Question
January 1 st 2026, there are now seven locations of Cool Beans, the quality of the coffee has improved, EBIT per location is averaging $110,000
January 1st 2026, there are now seven locations of Cool Beans, the quality of the coffee has improved, EBIT per location is averaging $110,000 annually not including direct sales of your signature roasted coffee. Direct sales of your roasted coffee through the website and in stores are contributing $300,000 annually to EBIT. Molly is old friends with a regional purchasing manager for Publix and believes that Cool Beans belongs on the shelves of their 1,200 locations. You estimate that it would take $2,000,000 to expand roasting operations, buy Arabica beans in bulk directly from Colombia to maintain consistent quality, and for the working capital which is necessary to satisfy such a large customer. You approach a Venture Capital firm, Bloom & Marner Inc. who agree to fund the expansion if you issue 900,000 shares in exchange for the funding.
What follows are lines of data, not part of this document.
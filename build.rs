fn main() {
    println!("cargo:rerun-if-env-changed=TICKWORK_BOARD");

    // Board name shown in the startup banner. Defaults to the build target.
    let board = std::env::var("TICKWORK_BOARD")
        .or_else(|_| std::env::var("TARGET"))
        .unwrap_or_else(|_| "unknown".into());
    println!("cargo:rustc-env=TICKWORK_BOARD={board}");

    #[cfg(feature = "espidf")]
    if std::env::var("CARGO_CFG_TARGET_OS").as_deref() == Ok("espidf") {
        embuild::espidf::sysenv::output();
    }
}
//! GPIO driver and the execution contexts (timer, worker) it runs under.

pub mod gpio;
pub mod hw_timer;
pub mod task_pin;
#[cfg(target_os = "espidf")]
mod time_driver;
pub mod work_task;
- What is the implied value of Cool Beans based on the capital contribution of Bloom & Marner Inc.? (2pts)
- What percentage of the company do you own after accepting Bloom & Marner Inc. as an equity investor? (2pts)
- Given a corporate tax rate of 21%, based on a pro forma business plan with a 10% annual growth rate and a 25% equity cost of capital, what is the estimated value of Cool Beans based on Free Cash Flow before the equity contribution? (2pts)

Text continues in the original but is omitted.